The degree of dehydration can be confirmed by running a packed cell volume and total protein. Once the degree of dehydration has been estimated, the percentage is multiplied by the horses body weight to give the fluid deficit (e.g., 8% dehydration x 500kg = 40L). The first half of the fluid deficit should be administered rapidly (up to 100ml/kg/h, or 50L/ hr in an adult horse) followed by the remainder at a slower rate (e.g., 3-5L/ hr) and a re-check of the PCV/ TS. In the field, if fluids are going to be administered, the veterinarian should be prepared to give approximately 15-20L, which corresponds to half the fluid deficit for an adult horse that is 6-8% dehydrated. A lesser volume (such as 2L) is not worth taking the time to set up, and rapid referral is preferable.

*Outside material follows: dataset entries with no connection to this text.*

//! Custom resource queries
//!
//! Builds namespace-scoped PromQL queries for resources the metrics server
//! does not report (RSS and JVM heap committed). Pod names are matched with
//! a regex alternation; large pod lists are split into batches so the query
//! engine never compiles a pathologically large regex.

use crate::config::InputConfig;
use crate::models::{ContainerId, ResourceKind};
use crate::observability::InputMetrics;
use std::collections::{BTreeMap, HashMap};

/// Maximum pod names OR'd into a single query's regex
pub const MAX_PODS_PER_QUERY: usize = 500;

/// Label names identifying containers and pods on a metric series
#[derive(Debug, Clone, PartialEq, Eq)]
pub struct QueryLabels {
    pub container_name_label: String,
    pub pod_name_label: String,
}

impl QueryLabels {
    pub fn new(container_name_label: impl Into<String>, pod_name_label: impl Into<String>) -> Self {
        Self {
            container_name_label: container_name_label.into(),
            pod_name_label: pod_name_label.into(),
        }
    }
}

/// A query for one namespace and one batch of pods
#[derive(Debug, Clone, PartialEq, Eq)]
pub struct NsQuery {
    query: String,
    resource: ResourceKind,
    pods: Vec<String>,
    namespace: String,
    container_name_label: String,
    pod_name_label: String,
}

impl NsQuery {
    /// PromQL text to execute
    pub fn query(&self) -> &str {
        &self.query
    }

    pub fn resource(&self) -> ResourceKind {
        self.resource
    }

    /// Pod names covered by this query, in input order
    pub fn pods(&self) -> &[String] {
        &self.pods
    }

    pub fn namespace(&self) -> &str {
        &self.namespace
    }

    pub fn container_name_label(&self) -> &str {
        &self.container_name_label
    }

    pub fn pod_name_label(&self) -> &str {
        &self.pod_name_label
    }

    /// Map a result sample's labels back to the container it describes.
    ///
    /// Returns `None` if either label is missing or empty, or if the pod is
    /// not part of this query's batch.
    pub fn container_id(&self, labels: &HashMap<String, String>) -> Option<ContainerId> {
        let container = labels
            .get(&self.container_name_label)
            .filter(|name| !name.is_empty())?;
        let pod = labels.get(&self.pod_name_label)?;
        if !self.pods.contains(pod) {
            return None;
        }
        Some(ContainerId::new(
            self.namespace.as_str(),
            pod.as_str(),
            container.as_str(),
        ))
    }
}

/// Query builder for one custom resource
#[derive(Debug, Clone, PartialEq, Eq)]
pub enum QueryBuilder {
    /// `container_memory_rss` from cAdvisor
    Rss(QueryLabels),
    /// `jmx_Memory_HeapMemoryUsage_committed` from the JMX exporter
    JvmHeapCommitted(QueryLabels),
}

impl QueryBuilder {
    /// Builder for a resource, if that resource has a custom query
    pub fn for_resource(resource: ResourceKind, labels: QueryLabels) -> Option<Self> {
        match resource {
            ResourceKind::Rss => Some(QueryBuilder::Rss(labels)),
            ResourceKind::JvmHeapCommitted => Some(QueryBuilder::JvmHeapCommitted(labels)),
            ResourceKind::Cpu | ResourceKind::Memory => None,
        }
    }

    /// Builder for a resource using the label names from `config`
    pub fn from_config(resource: ResourceKind, config: &InputConfig) -> Option<Self> {
        let labels = match resource {
            ResourceKind::Rss => QueryLabels::new(
                config.rss_container_name_label.as_str(),
                config.rss_pod_name_label.as_str(),
            ),
            ResourceKind::JvmHeapCommitted => QueryLabels::new(
                config.jvm_container_name_label.as_str(),
                config.jvm_pod_name_label.as_str(),
            ),
            ResourceKind::Cpu | ResourceKind::Memory => return None,
        };
        Self::for_resource(resource, labels)
    }

    pub fn resource(&self) -> ResourceKind {
        match self {
            QueryBuilder::Rss(_) => ResourceKind::Rss,
            QueryBuilder::JvmHeapCommitted(_) => ResourceKind::JvmHeapCommitted,
        }
    }

    pub fn labels(&self) -> &QueryLabels {
        match self {
            QueryBuilder::Rss(labels) | QueryBuilder::JvmHeapCommitted(labels) => labels,
        }
    }

    /// Build a single query covering every pod name, however many
    pub fn build_raw<S: AsRef<str>>(&self, pod_names: &[S], namespace: &str) -> NsQuery {
        let labels = self.labels();
        let pods = regex_or(pod_names);
        let query = match self {
            QueryBuilder::Rss(_) => format!(
                "max_over_time(container_memory_rss{{{}!='', {}=~'{}', namespace='{}'}}[5m])",
                labels.container_name_label, labels.pod_name_label, pods, namespace
            ),
            QueryBuilder::JvmHeapCommitted(_) => format!(
                "max_over_time(jmx_Memory_HeapMemoryUsage_committed{{{}!='', {}=~'{}', kubernetes_namespace='{}'}}[5m])",
                labels.container_name_label, labels.pod_name_label, pods, namespace
            ),
        };

        NsQuery {
            query,
            resource: self.resource(),
            pods: pod_names.iter().map(|name| name.as_ref().to_string()).collect(),
            namespace: namespace.to_string(),
            container_name_label: labels.container_name_label.clone(),
            pod_name_label: labels.pod_name_label.clone(),
        }
    }

    /// Build one query per batch of at most [`MAX_PODS_PER_QUERY`] pods
    pub fn build_batch<S: AsRef<str>>(&self, pod_names: &[S], namespace: &str) -> Vec<NsQuery> {
        let queries: Vec<NsQuery> = batch_pod_names(pod_names)
            .into_iter()
            .map(|batch| self.build_raw(batch, namespace))
            .collect();

        InputMetrics::new().inc_queries_built(self.resource(), queries.len());
        queries
    }
}

/// Join values into a regex alternation, in order
pub fn regex_or<S: AsRef<str>>(values: &[S]) -> String {
    values
        .iter()
        .map(|value| value.as_ref())
        .collect::<Vec<&str>>()
        .join("|")
}

/// Split pod names into consecutive batches of at most [`MAX_PODS_PER_QUERY`]
pub fn batch_pod_names<S>(pod_names: &[S]) -> Vec<&[S]> {
    pod_names.chunks(MAX_PODS_PER_QUERY).collect()
}

/// Build queries for every namespace, ordered by namespace then batch
pub fn build_namespace_queries(
    builder: &QueryBuilder,
    pods_by_namespace: &BTreeMap<String, Vec<String>>,
) -> Vec<NsQuery> {
    pods_by_namespace
        .iter()
        .flat_map(|(namespace, pods)| builder.build_batch(pods.as_slice(), namespace))
        .collect()
}

#[cfg(test)]
mod tests {
    use super::*;

    fn rss() -> QueryBuilder {
        QueryBuilder::Rss(QueryLabels::new("container", "pod"))
    }

    fn jvm() -> QueryBuilder {
        QueryBuilder::JvmHeapCommitted(QueryLabels::new("container_name", "pod_name"))
    }

    fn pod_names(count: usize) -> Vec<String> {
        (0..count).map(|i| format!("pod-{i}")).collect()
    }

    #[test]
    fn test_rss_query_text() {
        let query = rss().build_raw(&["pod1", "pod2"], "default");
        assert_eq!(
            query.query(),
            "max_over_time(container_memory_rss{container!='', pod=~'pod1|pod2', namespace='default'}[5m])"
        );
        assert_eq!(query.resource(), ResourceKind::Rss);
        assert_eq!(query.pods(), ["pod1".to_string(), "pod2".to_string()]);
        assert_eq!(query.namespace(), "default");
        assert_eq!(query.container_name_label(), "container");
        assert_eq!(query.pod_name_label(), "pod");
    }

    #[test]
    fn test_jvm_heap_query_text() {
        let query = jvm().build_raw(&["api-0"], "payments");
        assert_eq!(
            query.query(),
            "max_over_time(jmx_Memory_HeapMemoryUsage_committed{container_name!='', pod_name=~'api-0', kubernetes_namespace='payments'}[5m])"
        );
        assert_eq!(query.resource(), ResourceKind::JvmHeapCommitted);
    }

    #[test]
    fn test_build_raw_ignores_batch_limit() {
        let names = pod_names(MAX_PODS_PER_QUERY + 10);
        let query = rss().build_raw(names.as_slice(), "default");
        assert_eq!(query.pods().len(), MAX_PODS_PER_QUERY + 10);
    }

    #[test]
    fn test_batch_counts() {
        for (count, expected) in [(0, 0), (1, 1), (499, 1), (500, 1), (501, 2), (1000, 2), (1001, 3)] {
            let names = pod_names(count);
            let queries = rss().build_batch(names.as_slice(), "default");
            assert_eq!(queries.len(), expected, "{count} pods");
            assert!(queries.iter().all(|q| q.pods().len() <= MAX_PODS_PER_QUERY));
        }
    }

    #[test]
    fn test_batches_cover_input_in_order() {
        let names = pod_names(1234);
        let queries = jvm().build_batch(names.as_slice(), "default");

        let covered: Vec<String> = queries.iter().flat_map(|q| q.pods().to_vec()).collect();
        assert_eq!(covered, names);
        assert_eq!(queries[0].pods().len(), 500);
        assert_eq!(queries[1].pods().len(), 500);
        assert_eq!(queries[2].pods().len(), 234);
        assert!(queries[2].query().contains("pod-1000|pod-1001"));
    }

    #[test]
    fn test_regex_or() {
        assert_eq!(regex_or(&["a", "b", "c"]), "a|b|c");
        assert_eq!(regex_or::<&str>(&[]), "");
    }

    #[test]
    fn test_for_resource() {
        let labels = QueryLabels::new("container", "pod");
        assert_eq!(
            QueryBuilder::for_resource(ResourceKind::Rss, labels.clone()),
            Some(QueryBuilder::Rss(labels.clone()))
        );
        assert!(QueryBuilder::for_resource(ResourceKind::Cpu, labels.clone()).is_none());
        assert!(QueryBuilder::for_resource(ResourceKind::Memory, labels).is_none());
    }

    #[test]
    fn test_from_config_uses_resource_labels() {
        let config = InputConfig {
            jvm_pod_name_label: "kubernetes_pod_name".to_string(),
            ..Default::default()
        };
        let builder = QueryBuilder::from_config(ResourceKind::JvmHeapCommitted, &config).unwrap();
        assert_eq!(builder.labels().pod_name_label, "kubernetes_pod_name");

        let builder = QueryBuilder::from_config(ResourceKind::Rss, &config).unwrap();
        assert_eq!(builder.labels().pod_name_label, "pod");
    }

    #[test]
    fn test_container_id_from_sample_labels() {
        let query = rss().build_raw(&["pod1", "pod2"], "default");

        let labels = HashMap::from([
            ("container".to_string(), "app".to_string()),
            ("pod".to_string(), "pod2".to_string()),
        ]);
        assert_eq!(
            query.container_id(&labels),
            Some(ContainerId::new("default", "pod2", "app"))
        );

        let unknown_pod = HashMap::from([
            ("container".to_string(), "app".to_string()),
            ("pod".to_string(), "pod3".to_string()),
        ]);
        assert_eq!(query.container_id(&unknown_pod), None);

        let pod_level = HashMap::from([
            ("container".to_string(), String::new()),
            ("pod".to_string(), "pod1".to_string()),
        ]);
        assert_eq!(query.container_id(&pod_level), None);
    }

    #[test]
    fn test_build_namespace_queries() {
        let pods_by_namespace = BTreeMap::from([
            ("b".to_string(), pod_names(600)),
            ("a".to_string(), pod_names(3)),
            ("c".to_string(), Vec::new()),
        ]);

        let queries = build_namespace_queries(&rss(), &pods_by_namespace);

        let namespaces: Vec<&str> = queries.iter().map(|q| q.namespace()).collect();
        assert_eq!(namespaces, vec!["a", "b", "b"]);
    }
}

In horses with concurrent endotoxemia, the fluid deficit calculations are the same as for hypovolemia. However, consideration should be given to administration of oncotic support because much of the fluid that is administered will continue to pool or leak from capillary beds. The aim of oncotic support is to keep administered fluids within the central circulating blood volume. There are 3 general options: hypertonic saline, polysaccharides, and plasma. Hypertonic saline (4-6ml/kg 7.2% NaCl, or 2-3L for an adult horse) has the same effect as administration of 20L of isotonic fluids on cardiovascular parameters such as central venous pressure. However, the horse should continue to receive its fluid deficit shortly after administration of hypertonic saline because the effects are short lived, and the horse continues to require fluid to normalize total body water. Dextrans (polysaccharide solutions) are clinically available in two molecular weights: dextran-40 (40,000 MW) and dextran-70 (70,000 MW). Dextran-70 is more effective because it exerts greater oncotic pressure, and dextrans are more effective than hypertonic saline because the duration of effect is longer (6-hour half-life for dextran-70). It is administered at a rate of 4ml/kg (2L for an adult horse). For maximal effect, it can be administered with hypertonic saline. The other class of polysaccharide solution is hetastarch, but these solutions are more expensive. The final type of oncotic support is plasma or hyperimmune serum. The latter is available commercially as either J5 E. coli hyperimmune serum, or Re mutant Salmonella hyperimmune serum. Such sera have the advantage of providing oncotic support in addition to antibodies directed at the core polysaccharide of endotoxin. Alternatively, plasma is particularly advantageous in horses that have established endotoxemia with 'vascular-leak syndrome,' in which protein is lost from the circulation into peripheral tissues.